[[ Records provided open ]]

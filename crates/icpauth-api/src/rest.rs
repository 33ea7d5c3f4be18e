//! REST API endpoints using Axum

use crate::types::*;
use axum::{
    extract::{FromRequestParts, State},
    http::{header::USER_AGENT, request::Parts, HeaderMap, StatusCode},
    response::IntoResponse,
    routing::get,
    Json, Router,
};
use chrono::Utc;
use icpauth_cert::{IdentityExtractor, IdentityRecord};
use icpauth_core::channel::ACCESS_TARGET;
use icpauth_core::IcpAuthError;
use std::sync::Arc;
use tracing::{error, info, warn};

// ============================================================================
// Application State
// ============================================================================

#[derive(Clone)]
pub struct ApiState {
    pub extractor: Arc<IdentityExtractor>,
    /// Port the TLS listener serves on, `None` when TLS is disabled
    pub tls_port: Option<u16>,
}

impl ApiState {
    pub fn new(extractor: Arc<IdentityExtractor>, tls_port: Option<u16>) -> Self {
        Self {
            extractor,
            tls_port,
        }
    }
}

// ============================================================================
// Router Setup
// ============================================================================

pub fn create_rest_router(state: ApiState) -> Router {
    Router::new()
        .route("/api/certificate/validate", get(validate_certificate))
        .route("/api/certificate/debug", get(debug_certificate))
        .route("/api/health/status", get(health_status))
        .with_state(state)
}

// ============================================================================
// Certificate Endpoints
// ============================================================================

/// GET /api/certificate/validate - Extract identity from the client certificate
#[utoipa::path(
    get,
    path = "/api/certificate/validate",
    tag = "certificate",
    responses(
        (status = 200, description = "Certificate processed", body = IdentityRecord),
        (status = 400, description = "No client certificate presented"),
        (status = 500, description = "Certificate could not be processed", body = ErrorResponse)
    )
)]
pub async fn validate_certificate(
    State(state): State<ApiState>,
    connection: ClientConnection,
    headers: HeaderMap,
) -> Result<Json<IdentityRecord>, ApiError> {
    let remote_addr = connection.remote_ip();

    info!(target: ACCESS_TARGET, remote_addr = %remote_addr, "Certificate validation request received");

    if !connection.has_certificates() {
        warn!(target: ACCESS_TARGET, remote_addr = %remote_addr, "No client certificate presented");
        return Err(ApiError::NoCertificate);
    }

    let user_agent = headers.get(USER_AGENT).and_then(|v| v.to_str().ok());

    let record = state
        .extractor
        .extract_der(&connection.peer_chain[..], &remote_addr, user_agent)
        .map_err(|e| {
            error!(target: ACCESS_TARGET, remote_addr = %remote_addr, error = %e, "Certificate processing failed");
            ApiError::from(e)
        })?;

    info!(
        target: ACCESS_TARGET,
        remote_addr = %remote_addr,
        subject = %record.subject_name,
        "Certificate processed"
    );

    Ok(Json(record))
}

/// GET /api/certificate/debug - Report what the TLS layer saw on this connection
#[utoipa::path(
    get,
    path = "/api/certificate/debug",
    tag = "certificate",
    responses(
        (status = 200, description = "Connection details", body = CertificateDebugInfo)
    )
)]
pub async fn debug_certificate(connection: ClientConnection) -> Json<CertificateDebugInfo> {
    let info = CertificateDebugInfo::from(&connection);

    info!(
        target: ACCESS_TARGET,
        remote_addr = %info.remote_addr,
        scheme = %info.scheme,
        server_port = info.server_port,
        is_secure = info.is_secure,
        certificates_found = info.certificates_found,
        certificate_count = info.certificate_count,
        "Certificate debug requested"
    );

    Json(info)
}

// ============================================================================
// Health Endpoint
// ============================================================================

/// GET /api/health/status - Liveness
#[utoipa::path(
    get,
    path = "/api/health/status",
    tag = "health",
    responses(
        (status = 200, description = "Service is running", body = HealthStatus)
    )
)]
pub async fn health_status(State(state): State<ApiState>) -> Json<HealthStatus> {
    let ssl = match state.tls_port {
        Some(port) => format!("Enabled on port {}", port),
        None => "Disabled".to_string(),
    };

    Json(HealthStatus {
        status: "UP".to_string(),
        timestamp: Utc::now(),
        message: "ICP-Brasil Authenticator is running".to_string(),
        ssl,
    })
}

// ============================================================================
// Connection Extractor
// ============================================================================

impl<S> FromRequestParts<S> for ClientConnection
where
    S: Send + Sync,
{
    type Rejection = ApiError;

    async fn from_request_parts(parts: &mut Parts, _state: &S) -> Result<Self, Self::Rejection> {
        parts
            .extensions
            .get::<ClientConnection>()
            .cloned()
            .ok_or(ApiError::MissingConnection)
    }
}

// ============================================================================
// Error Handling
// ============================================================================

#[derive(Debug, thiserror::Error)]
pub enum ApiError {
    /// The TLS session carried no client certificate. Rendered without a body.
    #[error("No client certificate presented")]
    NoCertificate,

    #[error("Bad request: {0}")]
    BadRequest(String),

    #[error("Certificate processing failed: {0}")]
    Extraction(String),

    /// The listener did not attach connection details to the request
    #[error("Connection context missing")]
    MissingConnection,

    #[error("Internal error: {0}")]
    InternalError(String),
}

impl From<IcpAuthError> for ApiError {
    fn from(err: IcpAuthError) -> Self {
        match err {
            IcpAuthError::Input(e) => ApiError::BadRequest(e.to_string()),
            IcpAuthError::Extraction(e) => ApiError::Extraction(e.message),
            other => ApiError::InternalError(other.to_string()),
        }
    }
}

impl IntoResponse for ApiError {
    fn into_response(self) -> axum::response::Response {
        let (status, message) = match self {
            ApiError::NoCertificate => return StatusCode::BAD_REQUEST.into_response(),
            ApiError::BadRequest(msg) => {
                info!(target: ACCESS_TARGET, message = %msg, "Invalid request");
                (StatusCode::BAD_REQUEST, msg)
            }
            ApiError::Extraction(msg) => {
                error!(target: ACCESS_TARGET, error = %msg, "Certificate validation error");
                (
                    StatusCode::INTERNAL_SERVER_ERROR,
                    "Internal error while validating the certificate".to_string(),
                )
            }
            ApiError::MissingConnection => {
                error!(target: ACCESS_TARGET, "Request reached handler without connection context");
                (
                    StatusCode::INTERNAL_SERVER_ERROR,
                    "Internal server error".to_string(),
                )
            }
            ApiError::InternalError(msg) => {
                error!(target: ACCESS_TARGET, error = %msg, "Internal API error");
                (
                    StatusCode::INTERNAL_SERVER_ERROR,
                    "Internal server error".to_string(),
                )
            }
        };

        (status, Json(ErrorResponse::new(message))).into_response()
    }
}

[[ Records provided closed ]]
[[ Records provided open ]]

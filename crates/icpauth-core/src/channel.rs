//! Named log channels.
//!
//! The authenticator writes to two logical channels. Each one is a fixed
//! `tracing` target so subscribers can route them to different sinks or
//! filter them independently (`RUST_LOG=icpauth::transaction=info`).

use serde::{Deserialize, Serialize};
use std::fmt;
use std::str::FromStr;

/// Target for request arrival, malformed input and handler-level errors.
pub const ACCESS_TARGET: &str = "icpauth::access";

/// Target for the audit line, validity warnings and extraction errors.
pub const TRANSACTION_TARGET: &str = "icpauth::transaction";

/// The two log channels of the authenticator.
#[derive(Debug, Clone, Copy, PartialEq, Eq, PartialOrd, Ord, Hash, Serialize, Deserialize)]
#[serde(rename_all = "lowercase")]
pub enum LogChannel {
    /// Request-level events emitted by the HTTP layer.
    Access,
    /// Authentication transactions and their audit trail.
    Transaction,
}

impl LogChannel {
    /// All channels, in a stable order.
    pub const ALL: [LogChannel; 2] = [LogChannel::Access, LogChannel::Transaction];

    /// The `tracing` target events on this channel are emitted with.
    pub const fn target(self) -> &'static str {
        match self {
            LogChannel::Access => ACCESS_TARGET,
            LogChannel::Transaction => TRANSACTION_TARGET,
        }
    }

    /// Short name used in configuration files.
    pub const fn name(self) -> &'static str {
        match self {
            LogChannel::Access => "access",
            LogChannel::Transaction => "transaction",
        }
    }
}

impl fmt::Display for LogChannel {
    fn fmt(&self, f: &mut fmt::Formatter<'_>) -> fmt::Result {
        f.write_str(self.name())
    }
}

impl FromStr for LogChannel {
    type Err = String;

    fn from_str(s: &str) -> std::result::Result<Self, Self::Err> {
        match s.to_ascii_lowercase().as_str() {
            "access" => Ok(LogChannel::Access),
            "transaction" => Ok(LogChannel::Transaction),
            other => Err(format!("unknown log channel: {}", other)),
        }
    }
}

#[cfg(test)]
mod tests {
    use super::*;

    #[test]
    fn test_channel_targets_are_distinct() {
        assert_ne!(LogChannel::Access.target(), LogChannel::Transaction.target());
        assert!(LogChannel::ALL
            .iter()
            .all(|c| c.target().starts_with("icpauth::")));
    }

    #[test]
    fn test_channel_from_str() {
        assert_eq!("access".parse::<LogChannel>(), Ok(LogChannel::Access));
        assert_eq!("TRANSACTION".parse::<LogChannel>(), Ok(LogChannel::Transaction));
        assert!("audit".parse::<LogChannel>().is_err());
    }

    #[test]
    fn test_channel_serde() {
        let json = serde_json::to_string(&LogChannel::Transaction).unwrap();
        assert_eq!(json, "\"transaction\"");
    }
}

[[ Records provided closed ]]
[[ Records provided open ]]

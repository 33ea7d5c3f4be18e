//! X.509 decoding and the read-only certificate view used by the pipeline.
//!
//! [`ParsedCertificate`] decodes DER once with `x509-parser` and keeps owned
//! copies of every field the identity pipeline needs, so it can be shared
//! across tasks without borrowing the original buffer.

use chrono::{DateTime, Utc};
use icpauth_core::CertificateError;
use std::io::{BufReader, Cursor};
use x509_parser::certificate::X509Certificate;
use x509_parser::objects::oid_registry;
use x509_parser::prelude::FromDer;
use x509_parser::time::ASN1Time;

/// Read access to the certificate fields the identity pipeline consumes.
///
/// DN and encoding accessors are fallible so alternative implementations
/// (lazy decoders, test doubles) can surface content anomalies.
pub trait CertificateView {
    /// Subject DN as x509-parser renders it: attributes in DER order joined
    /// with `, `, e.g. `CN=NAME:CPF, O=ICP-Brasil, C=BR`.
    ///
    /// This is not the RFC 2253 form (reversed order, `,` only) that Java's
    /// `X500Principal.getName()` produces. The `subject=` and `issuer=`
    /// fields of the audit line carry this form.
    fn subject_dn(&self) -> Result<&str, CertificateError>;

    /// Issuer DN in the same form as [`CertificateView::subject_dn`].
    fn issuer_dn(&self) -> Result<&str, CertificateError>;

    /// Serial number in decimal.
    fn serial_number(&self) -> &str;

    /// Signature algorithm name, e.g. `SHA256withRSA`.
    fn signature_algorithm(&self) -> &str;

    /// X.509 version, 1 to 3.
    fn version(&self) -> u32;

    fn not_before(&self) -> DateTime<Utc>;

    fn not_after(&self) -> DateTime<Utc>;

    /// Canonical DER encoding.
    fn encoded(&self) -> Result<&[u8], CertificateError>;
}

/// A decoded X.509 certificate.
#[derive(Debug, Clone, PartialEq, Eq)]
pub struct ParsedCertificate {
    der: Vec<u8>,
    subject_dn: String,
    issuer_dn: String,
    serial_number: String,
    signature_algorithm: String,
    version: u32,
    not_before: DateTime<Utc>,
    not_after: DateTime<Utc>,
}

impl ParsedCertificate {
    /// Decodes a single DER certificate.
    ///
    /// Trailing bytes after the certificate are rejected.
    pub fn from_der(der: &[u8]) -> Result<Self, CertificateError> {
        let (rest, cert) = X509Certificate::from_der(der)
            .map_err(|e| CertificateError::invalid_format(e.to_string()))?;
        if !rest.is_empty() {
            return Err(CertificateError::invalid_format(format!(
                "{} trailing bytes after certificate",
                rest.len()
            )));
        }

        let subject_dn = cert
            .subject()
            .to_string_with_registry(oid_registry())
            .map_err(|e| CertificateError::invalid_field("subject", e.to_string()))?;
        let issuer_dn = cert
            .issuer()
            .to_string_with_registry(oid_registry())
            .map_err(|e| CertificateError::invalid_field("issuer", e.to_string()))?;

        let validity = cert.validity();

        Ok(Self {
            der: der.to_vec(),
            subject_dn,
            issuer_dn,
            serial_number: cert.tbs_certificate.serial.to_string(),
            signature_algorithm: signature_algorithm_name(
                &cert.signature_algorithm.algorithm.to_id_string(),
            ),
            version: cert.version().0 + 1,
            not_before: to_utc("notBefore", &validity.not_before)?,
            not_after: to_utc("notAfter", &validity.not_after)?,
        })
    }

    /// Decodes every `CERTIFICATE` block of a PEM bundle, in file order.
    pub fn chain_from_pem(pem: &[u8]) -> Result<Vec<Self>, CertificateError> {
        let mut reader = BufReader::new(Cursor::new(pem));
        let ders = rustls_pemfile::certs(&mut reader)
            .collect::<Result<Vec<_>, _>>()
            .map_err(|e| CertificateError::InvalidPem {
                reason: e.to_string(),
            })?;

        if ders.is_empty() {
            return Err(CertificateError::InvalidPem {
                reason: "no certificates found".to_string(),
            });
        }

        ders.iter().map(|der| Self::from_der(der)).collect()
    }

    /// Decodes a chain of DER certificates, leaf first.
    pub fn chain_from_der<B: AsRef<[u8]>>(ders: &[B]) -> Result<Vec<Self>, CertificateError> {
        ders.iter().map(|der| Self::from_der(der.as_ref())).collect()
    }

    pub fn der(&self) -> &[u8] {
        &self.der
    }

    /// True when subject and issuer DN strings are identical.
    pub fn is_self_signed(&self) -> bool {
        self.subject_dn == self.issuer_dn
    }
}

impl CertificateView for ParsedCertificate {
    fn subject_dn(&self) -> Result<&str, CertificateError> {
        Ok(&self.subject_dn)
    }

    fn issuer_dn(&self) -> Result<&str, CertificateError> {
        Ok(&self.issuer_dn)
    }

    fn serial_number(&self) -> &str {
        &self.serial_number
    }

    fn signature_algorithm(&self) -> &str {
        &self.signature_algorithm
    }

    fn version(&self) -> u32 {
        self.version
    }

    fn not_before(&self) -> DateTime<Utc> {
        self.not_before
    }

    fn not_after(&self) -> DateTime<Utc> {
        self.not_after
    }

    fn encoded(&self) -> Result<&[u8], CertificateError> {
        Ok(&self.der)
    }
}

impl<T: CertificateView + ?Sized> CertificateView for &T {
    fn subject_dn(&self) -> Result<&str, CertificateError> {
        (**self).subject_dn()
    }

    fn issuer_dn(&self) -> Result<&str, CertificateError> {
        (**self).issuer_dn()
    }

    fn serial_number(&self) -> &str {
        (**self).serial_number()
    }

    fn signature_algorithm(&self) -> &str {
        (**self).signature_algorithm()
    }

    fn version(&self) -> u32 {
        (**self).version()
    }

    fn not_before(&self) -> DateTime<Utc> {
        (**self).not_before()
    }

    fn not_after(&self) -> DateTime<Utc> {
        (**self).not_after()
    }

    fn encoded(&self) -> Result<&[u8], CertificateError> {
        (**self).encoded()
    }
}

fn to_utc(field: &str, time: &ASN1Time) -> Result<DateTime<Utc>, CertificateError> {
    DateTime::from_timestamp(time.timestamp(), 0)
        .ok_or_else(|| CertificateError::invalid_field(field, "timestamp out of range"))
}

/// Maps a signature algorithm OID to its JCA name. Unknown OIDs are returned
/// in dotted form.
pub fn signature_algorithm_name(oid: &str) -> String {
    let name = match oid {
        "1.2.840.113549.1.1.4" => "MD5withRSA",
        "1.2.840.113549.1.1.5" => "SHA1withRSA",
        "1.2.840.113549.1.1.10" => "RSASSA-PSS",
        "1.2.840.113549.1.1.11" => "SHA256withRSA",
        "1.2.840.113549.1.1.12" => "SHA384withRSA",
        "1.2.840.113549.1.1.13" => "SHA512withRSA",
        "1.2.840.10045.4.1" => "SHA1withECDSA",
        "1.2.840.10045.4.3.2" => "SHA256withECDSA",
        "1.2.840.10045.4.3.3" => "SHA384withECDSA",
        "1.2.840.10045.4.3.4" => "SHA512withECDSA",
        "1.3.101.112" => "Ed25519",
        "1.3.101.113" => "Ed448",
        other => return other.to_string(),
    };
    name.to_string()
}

[[ Records provided closed ]]

In the records above, each line with the string "Deserialize" should be copied.

[Answer to this exercise]
use serde::{Deserialize, Serialize};
#[derive(Debug, Clone, Copy, PartialEq, Eq, PartialOrd, Ord, Hash, Serialize, Deserialize)]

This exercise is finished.